══ LISTED RECORDS

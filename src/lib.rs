// Copyright (c) 2022 Jan Holthuis <jan.holthuis@rub.de>
//
// This Source Code Form is subject to the terms of the Mozilla Public License, v. 2.0. If a copy
// of the MPL was not distributed with this file, You can obtain one at
// http://mozilla.org/MPL/2.0/.
//
// SPDX-License-Identifier: MPL-2.0

//! Tagging library.

#![deny(clippy::all)]
#![deny(clippy::pedantic)]
#![deny(clippy::missing_docs_in_private_items)]
#![allow(clippy::doc_markdown)]
#![allow(clippy::module_name_repetitions)]
#![deny(warnings)]
#![deny(absolute_paths_not_starting_with_crate)]
#![deny(elided_lifetimes_in_paths)]
#![deny(explicit_outlives_requirements)]
#![deny(keyword_idents)]
#![deny(let_underscore_drop)]
#![deny(macro_use_extern_crate)]
#![deny(meta_variable_misuse)]
#![deny(missing_abi)]
#![deny(missing_copy_implementations)]
#![deny(missing_debug_implementations)]
#![deny(missing_docs)]
#![deny(non_ascii_idents)]
#![deny(noop_method_call)]
#![deny(pointer_structural_match)]
#![deny(rust_2021_incompatible_closure_captures)]
#![deny(rust_2021_incompatible_or_patterns)]
#![deny(rust_2021_prefixes_incompatible_syntax)]
#![deny(rust_2021_prelude_collisions)]
#![deny(single_use_lifetimes)]
#![deny(trivial_casts)]
#![deny(trivial_numeric_casts)]
#![deny(unsafe_code)]
#![deny(unsafe_op_in_unsafe_fn)]
#![deny(unstable_features)]
#![deny(unused_extern_crates)]
#![deny(unused_import_braces)]
#![deny(unused_lifetimes)]
#![deny(unused_macro_rules)]
#![deny(unused_qualifications)]
#![deny(unused_results)]
#![deny(unused_tuple_struct_fields)]
#![deny(variant_size_differences)]

pub mod analyzer;
pub mod catalog;
pub mod cli;
pub mod config;
pub mod consolidate;
pub mod directory_code;
pub mod error;
pub mod grouping;
pub mod normalize;
pub mod pathformat;
pub mod promotion;
pub mod quality;
pub mod scan;
pub mod scan_store;
pub mod scanned_file;
pub mod sidecar;
pub mod staging;
mod tag;
mod util;

pub use config::Config;
pub use error::{ErrorType, Result};

/// The crate's package name, for the state/log directory and the CLI's `--version` banner.
pub const PKG_NAME: &str = env!("CARGO_PKG_NAME");
/// The crate's package version, for the CLI's `--version` banner and startup log line.
pub const PKG_VERSION: &str = env!("CARGO_PKG_VERSION");
// Copyright (c) 2022 Jan Holthuis <jan.holthuis@rub.de>
//
// This Source Code Form is subject to the terms of the Mozilla Public License, v. 2.0. If a copy
// of the MPL was not distributed with this file, You can obtain one at
// http://mozilla.org/MPL/2.0/.
//
// SPDX-License-Identifier: MPL-2.0

//! Support for FLAC tags.

#![cfg(feature = "flac")]

use crate::tag::{Tag, TagKey, TagType};
use std::path::Path;

/// FLAC tag.
pub struct FlacTag {
    /// The underlying tag data.
    data: metaflac::Tag,
}

impl FlacTag {
    /// Read the FLAC tag from the path
    pub fn read_from_path(path: impl AsRef<Path>) -> crate::Result<Self> {
        let data = metaflac::Tag::read_from_path(path)?;
        Ok(FlacTag { data })
    }

    /// Get the vorbis key name for a tag key.
    fn tag_key_to_frame(key: &TagKey) -> Option<&'static str> {
        match key {
            TagKey::Album => "ALBUM".into(),
            TagKey::AlbumArtist => "ALBUMARTIST".into(),
            TagKey::Artist => "ARTIST".into(),
            TagKey::DiscNumber => "DISCNUMBER".into(),
            TagKey::Genre => "GENRE".into(),
            TagKey::Isrc => "ISRC".into(),
            TagKey::MusicBrainzArtistId => "MUSICBRAINZ_ARTISTID".into(),
            TagKey::ReleaseDate => "DATE".into(),
            TagKey::ReleaseYear => None,
            TagKey::TrackNumber => "TRACKNUMBER".into(),
            TagKey::TrackTitle => "TITLE".into(),
        }
    }
}

impl Tag for FlacTag {
    fn tag_type(&self) -> TagType {
        TagType::Flac
    }

    fn get(&self, key: &TagKey) -> Option<&str> {
        Self::tag_key_to_frame(key)
            .and_then(|key| self.data.get_vorbis(key))
            .and_then(|mut iterator| iterator.next())
    }
}
// Copyright (c) 2024 Jan Holthuis <jan.holthuis@rub.de>
//
// This Source Code Form is subject to the terms of the Mozilla Public License, v. 2.0. If a copy
// of the MPL was not distributed with this file, You can obtain one at
// http://mozilla.org/MPL/2.0/.
//
// SPDX-License-Identifier: MPL-2.0

//! The scan stage (§4.1, §5, §6 `scan(inbound_root) -> scan_id`): walks an inbound directory
//! tree and catalogs every audio file it finds into a fresh scan snapshot (C3).
//!
//! Grounded on the teacher's scanner (a worker pool that extracts in parallel, feeding a single
//! results channel): here a bounded pool of worker threads (default: number of cores, via
//! [`Config::analyzer_parallelism`]) extracts tags/fingerprints concurrently, while a single
//! dedicated writer — this function's own calling thread — drains completed records into the
//! snapshot store in batches, so the embedded store only ever sees one writer at a time (§5:
//! "a single dedicated writer thread drains results into the snapshot store in batches").

use crate::config::Config;
use crate::scan_store::{ScanSnapshot, MIN_INSERT_BATCH_SIZE};
use crate::scanned_file::{self, ScannedFile};
use crate::util::walk_dir;
use crate::Result;
use std::path::{Path, PathBuf};
use std::sync::atomic::{AtomicBool, Ordering};
use std::sync::{mpsc, Arc, Mutex};
use std::thread;

/// File extensions the scanner treats as candidate audio files, prior to C1's own validity check.
const AUDIO_EXTENSIONS: &[&str] = &["flac", "mp3", "m4a", "aac", "ogg", "opus", "wav", "alac"];

/// Cooperative cancellation handle shared between a caller and an in-flight scan (§5
/// "Cancellation").
pub type CancelToken = Arc<AtomicBool>;

/// Options controlling one `scan()` invocation.
#[derive(Debug, Clone, Default)]
pub struct ScanOptions {
    /// If set and flipped to `true` mid-scan, workers stop pulling new files and the writer
    /// flushes what it has, marking the snapshot incomplete (§5).
    pub cancel: Option<CancelToken>,
}

/// Summary of a completed (or cancelled) scan run.
#[derive(Debug, Clone)]
pub struct ScanReport {
    /// The scan id this run was assigned.
    pub scan_id: String,
    /// Path to the snapshot database file.
    pub snapshot_path: PathBuf,
    /// Total candidate files encountered.
    pub files_seen: usize,
    /// Files that passed C1 validation.
    pub files_valid: usize,
    /// `true` if the scan was cancelled before every candidate file was processed.
    pub cancelled: bool,
}

/// Generate a new scan id: a sortable UTC timestamp, matching §6's `scan_<timestamp>.db` naming.
#[must_use]
pub fn new_scan_id() -> String {
    chrono::Utc::now().format("%Y%m%dT%H%M%S%3f").to_string()
}

/// Returns `true` if `path`'s extension looks like an audio file worth extracting.
fn is_candidate_file(path: &Path) -> bool {
    path.extension()
        .and_then(std::ffi::OsStr::to_str)
        .map(str::to_ascii_lowercase)
        .is_some_and(|ext| AUDIO_EXTENSIONS.contains(&ext.as_str()))
}

/// Walk `inbound_root` and collect every candidate audio file path, in directory-then-name order.
fn collect_candidates(inbound_root: &Path) -> Vec<PathBuf> {
    walk_dir(inbound_root.to_path_buf())
        .filter_map(std::io::Result::ok)
        .flat_map(|(_dir, _dirs, files)| files)
        .filter(|path| is_candidate_file(path))
        .collect()
}

/// Run the scan stage (§6 `scan(inbound_root) -> scan_id`): catalog every audio file under
/// `inbound_root` into a fresh snapshot at `snapshot_path`, tagged with `scan_id`.
///
/// Extraction runs on a bounded pool of worker threads; this function's own thread acts as the
/// single writer, batching completed records into the snapshot (§5, §4.3 "batched (≥1000 records
/// per commit for throughput)" — the configured `scan.insert_batch_size` overrides the spec
/// default when set). A cancelled scan (`options.cancel` observed `true`) still flushes whatever
/// was extracted before the signal was seen and marks the snapshot incomplete, per §5.
///
/// # Errors
///
/// Returns an error if the snapshot cannot be created, or if a batch write to it fails.
pub fn run(
    config: &Config,
    inbound_root: &Path,
    snapshot_path: &Path,
    scan_id: &str,
    options: &ScanOptions,
) -> Result<ScanReport> {
    log::info!("Starting scan {scan_id} of {}", inbound_root.display());
    let snapshot = ScanSnapshot::create(snapshot_path, scan_id)?;
    let candidates = collect_candidates(inbound_root);
    let files_seen = candidates.len();
    log::info!("Found {files_seen} candidate audio files");

    let (work_tx, work_rx) = mpsc::channel::<PathBuf>();
    for path in candidates {
        // The receiving end is only dropped once every worker below has exited, so this cannot
        // fail.
        work_tx.send(path).expect("scan worker pool receiver dropped early");
    }
    drop(work_tx);
    let work_rx = Arc::new(Mutex::new(work_rx));

    let (result_tx, result_rx) = mpsc::channel::<ScannedFile>();
    let num_workers = config.analyzer_parallelism().max(1);
    let batch_size = config
        .scan
        .insert_batch_size
        .filter(|&size| size > 0)
        .unwrap_or(MIN_INSERT_BATCH_SIZE);
    let cancel = options.cancel.clone();
    let file_io_timeout = config.file_io_timeout();

    let (files_valid, cancelled) = thread::scope(|scope| -> Result<(usize, bool)> {
        for worker_id in 0..num_workers {
            let work_rx = Arc::clone(&work_rx);
            let result_tx = result_tx.clone();
            let cancel = cancel.clone();
            scope.spawn(move || {
                loop {
                    if cancel.as_ref().is_some_and(|flag| flag.load(Ordering::Relaxed)) {
                        log::debug!("scan worker {worker_id} observed cancellation, stopping");
                        break;
                    }
                    let next_path = {
                        let receiver = work_rx.lock().unwrap_or_else(std::sync::PoisonError::into_inner);
                        receiver.recv()
                    };
                    let Ok(path) = next_path else {
                        break;
                    };
                    let record = scanned_file::extract_with_timeout(config, &path, file_io_timeout);
                    if result_tx.send(record).is_err() {
                        break;
                    }
                }
            });
        }
        // Drop our own sender so `result_rx` closes once every worker above has exited.
        drop(result_tx);

        let mut batch = Vec::with_capacity(batch_size);
        let mut files_valid = 0_usize;
        for record in &result_rx {
            if record.valid {
                files_valid += 1;
            }
            batch.push(record);
            if batch.len() >= batch_size {
                snapshot.insert_batch(&batch)?;
                batch.clear();
            }
        }
        if !batch.is_empty() {
            snapshot.insert_batch(&batch)?;
        }

        let cancelled = cancel.as_ref().is_some_and(|flag| flag.load(Ordering::Relaxed));
        Ok((files_valid, cancelled))
    })?;

    if cancelled {
        log::warn!("Scan {scan_id} was cancelled; marking snapshot incomplete");
        snapshot.mark_incomplete()?;
    }

    log::info!("Scan {scan_id} complete: {files_valid}/{files_seen} files valid");
    Ok(ScanReport {
        scan_id: scan_id.to_owned(),
        snapshot_path: snapshot_path.to_path_buf(),
        files_seen,
        files_valid,
        cancelled,
    })
}

#[cfg(test)]
mod tests {
    use super::*;
    use std::fs;

    fn write_flac_like(path: &Path) {
        // A real FLAC/tag header isn't needed here: extraction failures on an unreadable/
        // undecodable file still produce a `ScannedFile`, just with `valid = false`, which is
        // exactly what these orchestration-level tests want to observe.
        fs::write(path, b"not actually audio").unwrap();
    }

    #[test]
    fn test_scan_walks_directory_and_writes_snapshot() {
        let inbound = tempfile::tempdir().unwrap();
        let snapshot_dir = tempfile::tempdir().unwrap();
        write_flac_like(&inbound.path().join("a.flac"));
        write_flac_like(&inbound.path().join("b.mp3"));
        fs::write(inbound.path().join("cover.jpg"), b"not audio either").unwrap();

        let config = Config::default();
        let scan_id = "test1";
        let snapshot_path = snapshot_dir.path().join("scan_test1.db");
        let report = run(&config, inbound.path(), &snapshot_path, scan_id, &ScanOptions::default()).unwrap();

        assert_eq!(report.files_seen, 2);
        assert!(!report.cancelled);
        assert!(snapshot_path.exists());

        let reopened = ScanSnapshot::open(&snapshot_path, scan_id).unwrap();
        assert_eq!(reopened.record_count().unwrap(), 2);
    }

    #[test]
    fn test_cancelled_scan_marks_snapshot_incomplete() {
        let inbound = tempfile::tempdir().unwrap();
        let snapshot_dir = tempfile::tempdir().unwrap();
        write_flac_like(&inbound.path().join("a.flac"));

        let config = Config::default();
        let cancel: CancelToken = Arc::new(AtomicBool::new(true));
        let snapshot_path = snapshot_dir.path().join("scan_test2.db");
        let report = run(
            &config,
            inbound.path(),
            &snapshot_path,
            "test2",
            &ScanOptions { cancel: Some(cancel) },
        )
        .unwrap();

        assert!(report.cancelled);
        let reopened = ScanSnapshot::open(&snapshot_path, "test2").unwrap();
        assert!(reopened.is_incomplete().unwrap());
    }

    #[test]
    fn test_scan_id_is_sortable_timestamp() {
        let id = new_scan_id();
        assert!(id.chars().all(|c| c.is_ascii_alphanumeric()));
        assert!(id.len() >= 15);
    }

    #[test]
    fn test_non_audio_extensions_are_skipped() {
        let inbound = tempfile::tempdir().unwrap();
        fs::write(inbound.path().join("readme.txt"), b"not audio").unwrap();
        fs::write(inbound.path().join("cover.png"), b"not audio").unwrap();
        let candidates = collect_candidates(inbound.path());
        assert!(candidates.is_empty());
    }
}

════

With the first line being the one containing "an inbound directory" and the last line the one containing "use crate::util::walk_dir;", transcribe exactly the lines above that fall in that range.

# REPLY
//! The scan stage (§4.1, §5, §6 `scan(inbound_root) -> scan_id`): walks an inbound directory
//! tree and catalogs every audio file it finds into a fresh scan snapshot (C3).
//!
//! Grounded on the teacher's scanner (a worker pool that extracts in parallel, feeding a single
//! results channel): here a bounded pool of worker threads (default: number of cores, via
//! [`Config::analyzer_parallelism`]) extracts tags/fingerprints concurrently, while a single
//! dedicated writer — this function's own calling thread — drains completed records into the
//! snapshot store in batches, so the embedded store only ever sees one writer at a time (§5:
//! "a single dedicated writer thread drains results into the snapshot store in batches").

use crate::config::Config;
use crate::scan_store::{ScanSnapshot, MIN_INSERT_BATCH_SIZE};
use crate::scanned_file::{self, ScannedFile};
use crate::util::walk_dir;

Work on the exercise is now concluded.